# [Try it]
For the records below, output each line exactly as it appears, from the first through the line with "use crate::core::scene::Scene;".
----
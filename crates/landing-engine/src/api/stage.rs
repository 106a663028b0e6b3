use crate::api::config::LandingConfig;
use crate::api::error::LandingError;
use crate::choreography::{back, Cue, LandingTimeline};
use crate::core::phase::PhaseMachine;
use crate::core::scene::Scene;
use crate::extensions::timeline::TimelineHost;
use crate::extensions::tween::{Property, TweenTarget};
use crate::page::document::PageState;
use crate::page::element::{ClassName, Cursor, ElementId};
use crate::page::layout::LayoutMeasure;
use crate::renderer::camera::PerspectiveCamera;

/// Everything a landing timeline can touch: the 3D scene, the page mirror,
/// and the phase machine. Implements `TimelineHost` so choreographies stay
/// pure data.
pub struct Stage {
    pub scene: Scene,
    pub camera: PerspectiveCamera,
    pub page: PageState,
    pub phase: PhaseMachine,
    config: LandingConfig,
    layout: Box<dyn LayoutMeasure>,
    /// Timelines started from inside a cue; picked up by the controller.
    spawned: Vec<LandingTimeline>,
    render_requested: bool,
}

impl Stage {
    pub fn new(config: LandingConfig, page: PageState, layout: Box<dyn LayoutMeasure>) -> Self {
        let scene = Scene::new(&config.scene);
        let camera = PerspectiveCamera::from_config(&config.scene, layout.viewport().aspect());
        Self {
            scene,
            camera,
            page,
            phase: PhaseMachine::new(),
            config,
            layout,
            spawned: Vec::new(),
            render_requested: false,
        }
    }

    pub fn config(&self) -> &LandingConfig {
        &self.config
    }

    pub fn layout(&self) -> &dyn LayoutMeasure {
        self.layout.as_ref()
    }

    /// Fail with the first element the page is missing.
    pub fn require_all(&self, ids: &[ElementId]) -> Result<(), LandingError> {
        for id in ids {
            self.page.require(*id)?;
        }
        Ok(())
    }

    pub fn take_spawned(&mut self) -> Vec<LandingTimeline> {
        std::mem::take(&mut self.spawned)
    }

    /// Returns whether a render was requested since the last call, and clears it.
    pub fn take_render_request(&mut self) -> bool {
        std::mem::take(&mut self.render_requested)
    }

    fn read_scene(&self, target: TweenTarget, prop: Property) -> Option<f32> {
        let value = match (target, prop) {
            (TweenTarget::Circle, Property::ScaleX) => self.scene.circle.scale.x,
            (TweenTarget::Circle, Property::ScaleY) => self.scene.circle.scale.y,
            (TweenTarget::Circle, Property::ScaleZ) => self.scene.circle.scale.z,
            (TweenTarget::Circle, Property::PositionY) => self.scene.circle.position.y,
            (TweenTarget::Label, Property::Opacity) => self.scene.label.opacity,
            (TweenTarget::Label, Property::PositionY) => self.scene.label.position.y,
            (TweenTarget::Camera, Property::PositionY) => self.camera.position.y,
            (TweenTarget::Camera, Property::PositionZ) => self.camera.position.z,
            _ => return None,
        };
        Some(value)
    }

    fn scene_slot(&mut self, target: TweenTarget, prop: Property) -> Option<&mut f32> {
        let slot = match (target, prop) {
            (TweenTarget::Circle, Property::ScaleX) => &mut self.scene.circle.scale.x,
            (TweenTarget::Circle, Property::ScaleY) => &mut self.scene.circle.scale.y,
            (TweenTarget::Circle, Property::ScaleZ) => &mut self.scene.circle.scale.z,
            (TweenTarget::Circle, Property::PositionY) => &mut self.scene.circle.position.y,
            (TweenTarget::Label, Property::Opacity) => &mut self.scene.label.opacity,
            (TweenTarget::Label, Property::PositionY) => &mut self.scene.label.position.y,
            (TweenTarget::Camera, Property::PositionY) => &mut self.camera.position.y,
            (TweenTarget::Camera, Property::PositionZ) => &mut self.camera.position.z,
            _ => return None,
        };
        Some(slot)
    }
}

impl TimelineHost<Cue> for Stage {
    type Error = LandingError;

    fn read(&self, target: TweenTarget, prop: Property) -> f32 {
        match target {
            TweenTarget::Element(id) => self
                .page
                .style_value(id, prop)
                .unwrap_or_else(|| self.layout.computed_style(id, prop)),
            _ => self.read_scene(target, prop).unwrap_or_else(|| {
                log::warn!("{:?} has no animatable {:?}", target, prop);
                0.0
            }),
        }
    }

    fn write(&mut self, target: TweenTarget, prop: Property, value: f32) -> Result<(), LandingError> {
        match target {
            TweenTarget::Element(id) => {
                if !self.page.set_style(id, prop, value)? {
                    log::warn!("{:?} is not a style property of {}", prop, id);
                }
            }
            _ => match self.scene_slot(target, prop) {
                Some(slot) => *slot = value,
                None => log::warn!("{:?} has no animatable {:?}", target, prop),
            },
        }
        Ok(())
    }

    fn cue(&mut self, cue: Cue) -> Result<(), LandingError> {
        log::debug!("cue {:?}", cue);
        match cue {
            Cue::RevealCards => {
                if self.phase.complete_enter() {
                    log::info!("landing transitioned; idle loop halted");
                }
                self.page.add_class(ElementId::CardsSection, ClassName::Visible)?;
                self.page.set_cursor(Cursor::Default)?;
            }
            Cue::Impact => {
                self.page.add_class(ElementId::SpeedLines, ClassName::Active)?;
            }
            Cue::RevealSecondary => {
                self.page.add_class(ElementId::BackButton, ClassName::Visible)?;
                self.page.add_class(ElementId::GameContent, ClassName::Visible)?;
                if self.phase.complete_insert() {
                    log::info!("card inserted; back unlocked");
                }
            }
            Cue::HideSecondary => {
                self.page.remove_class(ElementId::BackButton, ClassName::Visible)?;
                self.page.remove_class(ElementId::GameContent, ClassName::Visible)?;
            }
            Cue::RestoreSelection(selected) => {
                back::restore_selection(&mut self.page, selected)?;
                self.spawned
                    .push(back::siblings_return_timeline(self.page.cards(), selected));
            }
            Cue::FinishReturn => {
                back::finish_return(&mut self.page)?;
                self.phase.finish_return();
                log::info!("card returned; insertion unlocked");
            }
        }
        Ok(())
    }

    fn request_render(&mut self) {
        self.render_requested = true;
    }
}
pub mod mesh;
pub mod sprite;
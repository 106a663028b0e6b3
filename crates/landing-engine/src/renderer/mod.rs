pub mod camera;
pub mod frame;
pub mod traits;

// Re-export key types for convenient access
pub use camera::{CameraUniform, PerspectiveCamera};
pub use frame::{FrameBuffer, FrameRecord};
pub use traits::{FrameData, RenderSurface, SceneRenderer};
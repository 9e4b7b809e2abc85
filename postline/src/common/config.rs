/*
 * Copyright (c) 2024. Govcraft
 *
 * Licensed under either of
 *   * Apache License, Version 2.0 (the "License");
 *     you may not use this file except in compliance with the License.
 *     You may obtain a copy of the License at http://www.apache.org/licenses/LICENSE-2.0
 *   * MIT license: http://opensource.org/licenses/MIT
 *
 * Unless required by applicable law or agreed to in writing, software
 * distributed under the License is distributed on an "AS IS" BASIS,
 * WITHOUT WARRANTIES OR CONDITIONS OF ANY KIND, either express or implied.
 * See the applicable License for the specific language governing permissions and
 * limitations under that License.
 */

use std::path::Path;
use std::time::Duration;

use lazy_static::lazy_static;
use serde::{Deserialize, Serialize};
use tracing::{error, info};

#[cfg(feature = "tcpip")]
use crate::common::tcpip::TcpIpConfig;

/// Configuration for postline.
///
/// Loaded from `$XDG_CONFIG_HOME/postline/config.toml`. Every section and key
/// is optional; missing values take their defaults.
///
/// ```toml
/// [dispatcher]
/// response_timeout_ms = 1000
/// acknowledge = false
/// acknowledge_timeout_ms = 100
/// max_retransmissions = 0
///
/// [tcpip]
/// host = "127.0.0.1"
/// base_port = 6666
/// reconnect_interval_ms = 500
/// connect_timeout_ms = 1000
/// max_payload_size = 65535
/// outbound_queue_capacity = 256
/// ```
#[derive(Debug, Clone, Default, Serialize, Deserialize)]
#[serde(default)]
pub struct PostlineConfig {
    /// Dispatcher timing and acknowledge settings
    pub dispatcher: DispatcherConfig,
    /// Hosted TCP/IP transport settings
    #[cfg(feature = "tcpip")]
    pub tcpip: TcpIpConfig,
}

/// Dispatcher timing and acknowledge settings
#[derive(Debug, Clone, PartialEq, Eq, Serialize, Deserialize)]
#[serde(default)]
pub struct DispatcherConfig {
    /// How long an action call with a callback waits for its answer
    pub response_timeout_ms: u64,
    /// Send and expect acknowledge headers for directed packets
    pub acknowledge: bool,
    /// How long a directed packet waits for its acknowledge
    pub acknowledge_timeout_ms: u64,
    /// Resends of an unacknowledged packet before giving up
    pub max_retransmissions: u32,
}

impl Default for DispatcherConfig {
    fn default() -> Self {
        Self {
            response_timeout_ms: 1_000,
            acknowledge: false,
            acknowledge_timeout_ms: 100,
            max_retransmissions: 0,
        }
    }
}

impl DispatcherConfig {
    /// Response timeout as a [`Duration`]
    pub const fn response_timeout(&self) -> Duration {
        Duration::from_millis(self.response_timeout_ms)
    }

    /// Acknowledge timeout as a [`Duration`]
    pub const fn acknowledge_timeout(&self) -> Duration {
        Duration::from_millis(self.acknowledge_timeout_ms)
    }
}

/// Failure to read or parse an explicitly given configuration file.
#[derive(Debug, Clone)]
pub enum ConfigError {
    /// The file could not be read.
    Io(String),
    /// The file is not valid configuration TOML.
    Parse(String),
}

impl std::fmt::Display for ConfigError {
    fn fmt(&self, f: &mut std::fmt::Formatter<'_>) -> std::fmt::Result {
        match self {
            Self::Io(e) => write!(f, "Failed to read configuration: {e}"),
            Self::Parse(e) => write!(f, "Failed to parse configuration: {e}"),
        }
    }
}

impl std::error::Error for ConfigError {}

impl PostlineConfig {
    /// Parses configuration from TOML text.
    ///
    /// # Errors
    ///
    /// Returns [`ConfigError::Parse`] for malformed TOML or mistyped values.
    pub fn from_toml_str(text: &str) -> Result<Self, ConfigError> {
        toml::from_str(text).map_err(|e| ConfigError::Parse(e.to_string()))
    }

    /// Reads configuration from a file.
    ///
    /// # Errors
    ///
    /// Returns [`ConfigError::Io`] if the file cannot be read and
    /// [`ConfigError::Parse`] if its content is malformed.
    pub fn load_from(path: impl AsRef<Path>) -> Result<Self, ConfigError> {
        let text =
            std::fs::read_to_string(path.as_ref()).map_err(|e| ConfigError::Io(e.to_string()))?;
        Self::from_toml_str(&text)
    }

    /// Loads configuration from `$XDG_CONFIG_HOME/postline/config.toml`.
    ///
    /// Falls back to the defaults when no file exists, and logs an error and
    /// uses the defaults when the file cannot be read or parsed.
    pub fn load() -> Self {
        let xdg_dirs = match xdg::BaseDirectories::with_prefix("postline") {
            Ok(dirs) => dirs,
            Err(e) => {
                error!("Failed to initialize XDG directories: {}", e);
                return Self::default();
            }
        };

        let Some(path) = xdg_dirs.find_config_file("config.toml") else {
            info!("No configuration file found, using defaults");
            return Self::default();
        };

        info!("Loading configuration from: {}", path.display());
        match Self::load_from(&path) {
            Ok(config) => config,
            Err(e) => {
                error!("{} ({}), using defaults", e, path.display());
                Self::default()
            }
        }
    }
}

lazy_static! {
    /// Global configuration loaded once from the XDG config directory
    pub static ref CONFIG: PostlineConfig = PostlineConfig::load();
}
----
# [Answer]
filename crates/landing-engine/src/api/stage.rs
repository 106a663028b0e6b3
use crate::api::config::LandingConfig;
use crate::api::error::LandingError;
use crate::choreography::{back, Cue, LandingTimeline};
use crate::core::phase::PhaseMachine;
use crate::core::scene::Scene;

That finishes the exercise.